O problema fica mais complicado quando entram em cena as pessoas, sobretudo no auge de uma crise político-moral como a que o Brasil atravessa hoje. Liga-se a televisão e lá está um homem totalmente calvo, dizendo que é apenas meio careca. E um senador do PT perguntando se o empresário "sospechoso" tem negócios no exterior, no Afeganistão, por exemplo.
Os neurônios resistiram a essas escaramuças até que um verdadeiro homem-bomba se explodiu numa noite de sábado, arruinando o que restava de nossas pobres conexões mentais. Cem mil dólares dentro da cueca e mais uma pequena fortuna dentro de uma mala com a inscrição "no stress".
Embora seja agradecido pelo detalhe do "no stress", confesso que capitulei no fim de semana e pensei em ler alguma coisa bem distante, como o intercâmbio cotidiano dos maronitas e muçulmanos no Líbano de hoje. Durou pouco minha fuga: sete malas, um Citation, um pastor deputado, seguranças armados, todos descobertos no aeroporto de Brasília. Dentro das malas, R$ 10 milhões.
Durante o fim de semana, o homem da cueca tentava nos convencer de que vendera legumes em São Paulo. Ele trouxe a mala "no stress" cheia de jerimum e macaxeira e recebeu em dólares, revelando o esplendor do agronegócio brasileiro.
Os acontecimentos nos aconselham a uma dupla tática. Livros sérios e profundos serão escritos sobre o período. Acredito que terão uma boa descrição do grupo de bancos envolvidos, do funcionamento das estatais, das inúmeras maneiras de produzir dinheiro com a omissão do Estado (desmatamento, multas do INSS) e também dos personagens políticos que realizaram uma longa trajetória pela história contemporânea.

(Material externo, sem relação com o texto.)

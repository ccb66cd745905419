use pretty_assertions::assert_eq;
use quill::{
    schema::{FieldDef, FieldDefault, ModelDef, Provider},
    Schema, Value,
};
use serde_json::json;

fn schema() -> Schema {
    Schema::new(Provider::Sqlite)
        .model(
            ModelDef::new("Asset")
                .field(FieldDef::new("id", "Int").id().default(FieldDefault::Autoincrement))
                .field(FieldDef::new("kind", "String").discriminator())
                .delegate(),
        )
        .model(
            ModelDef::new("Video")
                .extends("Asset")
                .field(FieldDef::new("duration", "Int")),
        )
        .model(
            ModelDef::new("Image")
                .extends("Asset")
                .field(FieldDef::new("width", "Int")),
        )
}

const DDL: &[&str] = &[
    r#"CREATE TABLE "Asset" ("id" INTEGER PRIMARY KEY AUTOINCREMENT, "kind" TEXT NOT NULL)"#,
    r#"CREATE TABLE "Video" ("id" INTEGER PRIMARY KEY REFERENCES "Asset" ("id"), "duration" INTEGER NOT NULL)"#,
    r#"CREATE TABLE "Image" ("id" INTEGER PRIMARY KEY REFERENCES "Asset" ("id"), "width" INTEGER NOT NULL)"#,
];

#[tokio::test]
async fn sub_models_read_back_through_the_base() {
    let (client, _) = tests::setup(schema(), DDL).await;

    let video = client
        .model("Video")
        .create(json!({ "data": { "duration": 30 } }))
        .await
        .unwrap();
    assert_eq!(video.to_json(), json!({ "id": 1, "kind": "Video", "duration": 30 }));

    client
        .model("Image")
        .create(json!({ "data": { "width": 640 } }))
        .await
        .unwrap();

    // Each base table row records which sub-model it belongs to.
    let stored = client
        .query_raw(r#"SELECT "id", "kind" FROM "Asset" ORDER BY "id""#, vec![])
        .await
        .unwrap();
    assert_eq!(
        Value::List(stored).to_json(),
        json!([{ "id": 1, "kind": "Video" }, { "id": 2, "kind": "Image" }])
    );

    let assets = client
        .model("Asset")
        .find_many(json!({ "orderBy": { "id": "asc" } }))
        .await
        .unwrap();
    assert_eq!(
        assets.to_json(),
        json!([
            { "id": 1, "kind": "Video", "duration": 30 },
            { "id": 2, "kind": "Image", "width": 640 },
        ])
    );

    let videos = client
        .model("Video")
        .find_many(json!({ "where": { "duration": { "gt": 10 } } }))
        .await
        .unwrap();
    assert_eq!(videos.to_json(), json!([{ "id": 1, "kind": "Video", "duration": 30 }]));
}
use super::{Expr, SelectItem, TableName};

#[derive(Debug, Clone, PartialEq)]
pub struct Insert {
    pub table: TableName,

    pub columns: Vec<String>,

    /// One entry per inserted row, each matching `columns`. An empty column
    /// list with a single empty row inserts a row of defaults.
    pub rows: Vec<Vec<Expr>>,

    pub on_conflict: Option<OnConflict>,

    pub returning: Vec<SelectItem>,
}

/// What to do with rows that violate a unique constraint.
#[derive(Debug, Clone, Copy, PartialEq, Eq)]
pub enum OnConflict {
    /// Skip them silently (`ON CONFLICT DO NOTHING` / `INSERT IGNORE`)
    Ignore,
}

impl Insert {
    pub fn is_default_values(&self) -> bool {
        self.columns.is_empty()
    }
}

Vendo o filme "O Anti-Herói Americano", percebi que esse período merecia também um grande almanaque de história em quadrinhos. Se pudermos selecionar os fatos, canalizar para análise os números e as teses, estaremos trabalhando numa dimensão, mas os personagens e episódios que se sucedem ficariam muito melhor em desenhos.
Já é possível começar a pesquisa, mas temos de estar com os olhos abertos para os novos personagens. O homem da cueca apareceu numa sexta à tarde, nos pegou desguarnecidos e transformou todas as novidades das revistas semanais em velhas notícias.
A dupla atividade permite, de um lado, analisar a queda do Muro de Berlim tropical, com toda a gravidade que o atraso histórico representa para o país; de outro, permite integrar na história em quadrinhos os personagens e episódios que estariam à vontade nesse formato. Teríamos Delúbio Soares para a análise histórica e Delúbio Bandeira no desenho, para falar apenas de um. Sem contar as fusões, como a de José Simão: Heloisa Helena, Denise Frossard e Ideli Salvati. Uma boa idéia.
A história em quadrinhos poderia fazer alguma justiça aos arapongas que se tornaram pássaros, filmando e gravando para empresários, para si próprios, para a Abin, para a Abin do B, enfim, a confusão que armam para nos confundir.
Não sei se Francisco Nélson aprovaria essa cisão entre o sério e o cômico, se realmente podemos destacar um espaço onde podemos falar da crise de forma circunspecta e outro em que tentamos rir para não enlouquecer. As coisas são misturadas. Recebi mensagem de uma surfista dizendo que entrou um swell e ela fez a mochila para viajar, porque estava esperando as melhores esquerdas do mundo. Se fossem as melhores direitas, estaria partindo também.
Fantasma do século 20, vejo-me de novo com os fragmentos do muro que os camelôs vendiam nas ruas de Berlim. Depois de certo tempo, eles começaram a vender pedras falsas, e creio que até hoje elas rolam pelo mundo, como se fossem um testemunho mineral do grande momento histórico. Falsas pedras rolando, salvadores da pátria, arapongas, estrategistas, bandidos de Cristo, dólares na cueca, outrora reservada para o batom e a lembrança da boca.
Os chineses chamam a isso de tempos interessantes. Fomos condenados a eles, Francisco Nélson, e espero emergir com duas versões: uma textual, outra em quadrinhos. Estou lúcido?